I went down a rabbit hole this week using two symbols in LaTeX. The first was the Russian letter Sha (Ш, U+0248), and the second was the currency symbol for Bitcoin (₿, U+20BF).

Sha

I thought there would be a LaTeX package that would include Ш as a symbol rather than as a Russian letter, just as \pi produces π as a symbol rather than as a Greek letter per se, but apparently there isn’t. I was surprised, since Ш is used in math for at least three different things [1].

When I post on @TeXtip how to produce various symbols in LaTeX, I often get a reply telling me I should simply paste in the Unicode character and use XeTeX. That’s what I ended up doing, except one does not simply use XeTeX.

You have to set the font to one that contains a glyph for the character you want, and you have to use a font encoding package. I ended up adding these two lines to my file header:

    \usepackage[T2A]{fontenc}
    \usepackage{eulervm}

That worked, but only when I compiled with pdflatex, not xelatex.

Bitcoin

I ended up using a different but analogous tactic for the Bitcoin symbol. I used fontspec, Liberation Sans, and xelatex rather than fontenc, Euler, and pdflatex. These were the lines I added to the header:

    \usepackage{fontspec}
    \setmainfont{Liberation Sans}

Without these two lines I get the error message

    Missing character: There is no ₿ (U+20BF) in font ...
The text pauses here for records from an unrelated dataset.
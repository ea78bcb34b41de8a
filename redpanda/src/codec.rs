//! Event codecs.
//!
//! [`BincodeCodec`] frames every payload the way schema-registry aware consumers
//! expect:
//!
//! ```text
//! ┌───────┬────────────────────┬─────────────────┐
//! │ 0x00  │ schema id (u32 BE) │ bincode payload │
//! └───────┴────────────────────┴─────────────────┘
//!  1 byte        4 bytes
//! ```
//!
//! The schema id changes whenever the encoding of [`FlightCreated`] changes, so
//! old and new payloads can share a topic.

use flights_core::codec::{CodecError, EventCodec};
use flights_core::event::{FlightCreated, SCHEMA_VERSION};

/// First byte of every framed payload.
pub const MAGIC_BYTE: u8 = 0x00;

const HEADER_LEN: usize = 5;

/// Framed bincode codec. The default for production topics.
#[derive(Clone, Copy, Debug)]
pub struct BincodeCodec {
    schema_id: u32,
}

impl BincodeCodec {
    /// Codec for the current [`FlightCreated`] schema
    #[must_use]
    pub const fn new() -> Self {
        Self {
            schema_id: SCHEMA_VERSION,
        }
    }

    /// Codec writing and accepting an explicit registry schema id
    #[must_use]
    pub const fn with_schema_id(schema_id: u32) -> Self {
        Self { schema_id }
    }

    /// Schema id written into every frame
    #[must_use]
    pub const fn schema_id(&self) -> u32 {
        self.schema_id
    }
}

impl Default for BincodeCodec {
    fn default() -> Self {
        Self::new()
    }
}

impl EventCodec for BincodeCodec {
    fn content_type(&self) -> &'static str {
        "application/vnd.flights.bincode"
    }

    fn encode(&self, event: &FlightCreated) -> Result<Vec<u8>, CodecError> {
        let body = bincode::serialize(event).map_err(|e| CodecError::Encode(e.to_string()))?;

        let mut framed = Vec::with_capacity(HEADER_LEN + body.len());
        framed.push(MAGIC_BYTE);
        framed.extend_from_slice(&self.schema_id.to_be_bytes());
        framed.extend_from_slice(&body);
        Ok(framed)
    }

    fn decode(&self, bytes: &[u8]) -> Result<FlightCreated, CodecError> {
        let Some((header, body)) = bytes.split_first_chunk::<HEADER_LEN>() else {
            return Err(CodecError::Decode(format!(
                "frame too short: {} bytes",
                bytes.len()
            )));
        };

        if header[0] != MAGIC_BYTE {
            return Err(CodecError::Decode(format!(
                "unknown magic byte {:#04x}",
                header[0]
            )));
        }

        let schema_id = u32::from_be_bytes([header[1], header[2], header[3], header[4]]);
        if schema_id != self.schema_id {
            return Err(CodecError::UnsupportedVersion(schema_id));
        }

        bincode::deserialize(body).map_err(|e| CodecError::Decode(e.to_string()))
    }
}

/// Plain JSON codec, handy for topics humans read.
#[derive(Clone, Copy, Debug, Default)]
pub struct JsonCodec;

impl EventCodec for JsonCodec {
    fn content_type(&self) -> &'static str {
        "application/json"
    }

    fn encode(&self, event: &FlightCreated) -> Result<Vec<u8>, CodecError> {
        serde_json::to_vec(event).map_err(|e| CodecError::Encode(e.to_string()))
    }

    fn decode(&self, bytes: &[u8]) -> Result<FlightCreated, CodecError> {
        serde_json::from_slice(bytes).map_err(|e| CodecError::Decode(e.to_string()))
    }
}
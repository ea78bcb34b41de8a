//! Pluggable wire encoding for flight events.

use crate::event::FlightCreated;
use thiserror::Error;

/// Errors from encoding or decoding an event.
///
/// Encoding failures are permanent: retrying the same payload cannot succeed.
#[derive(Error, Debug, Clone, PartialEq, Eq)]
pub enum CodecError {
    /// The event could not be encoded
    #[error("failed to encode event: {0}")]
    Encode(String),

    /// The bytes could not be decoded
    #[error("failed to decode event: {0}")]
    Decode(String),

    /// The bytes were written with a schema this codec does not know
    #[error("unsupported schema version {0}")]
    UnsupportedVersion(u32),
}

/// Serializes [`FlightCreated`] events for the broker.
///
/// Implementations must be versioned or self-describing so the schema can evolve.
pub trait EventCodec: Send + Sync {
    /// Short name, used as the `contentType` header and in logs.
    fn content_type(&self) -> &'static str;

    /// Encode an event.
    ///
    /// # Errors
    ///
    /// Returns [`CodecError::Encode`] if the event cannot be serialized.
    fn encode(&self, event: &FlightCreated) -> Result<Vec<u8>, CodecError>;

    /// Decode bytes produced by [`EventCodec::encode`].
    ///
    /// # Errors
    ///
    /// Returns [`CodecError::Decode`] or [`CodecError::UnsupportedVersion`].
    fn decode(&self, bytes: &[u8]) -> Result<FlightCreated, CodecError>;
}
//! # Flights Service
//!
//! Orchestration for creating and looking up scheduled flights.
//!
//! A flight is created by validating the input, confirming the aircraft exists,
//! writing it durably, then caching it and publishing a `FlightCreated` event on
//! a best-effort basis. Lookups go cache first and backfill on a miss.
//!
//! ## Modules
//!
//! - [`service`]: the [`FlightService`] orchestration core
//! - [`aircraft`]: HTTP client for the aircraft service
//! - [`config`]: environment configuration
//! - [`metrics`]: Prometheus exporter
//! - [`server`]: axum transport

#![forbid(unsafe_code)]
#![warn(missing_docs)]

pub mod aircraft;
pub mod config;
pub mod metrics;
pub mod server;
pub mod service;

pub use aircraft::HttpAircraftValidator;
pub use config::{Config, ConfigError};
pub use service::{FlightService, FlightServiceBuilder, NewFlight};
I didn’t need to use ₿ and Ш in the same document, but the approach in this section works for both. The approach in the previous section will not work for ₿ because the Euler font does not contain a gylph for ₿.

Related posts

[1] The three mathematical uses of Ш that I’m aware of are the shuffle product, the Dirac comb distribution, and Tate–Shafarevich group.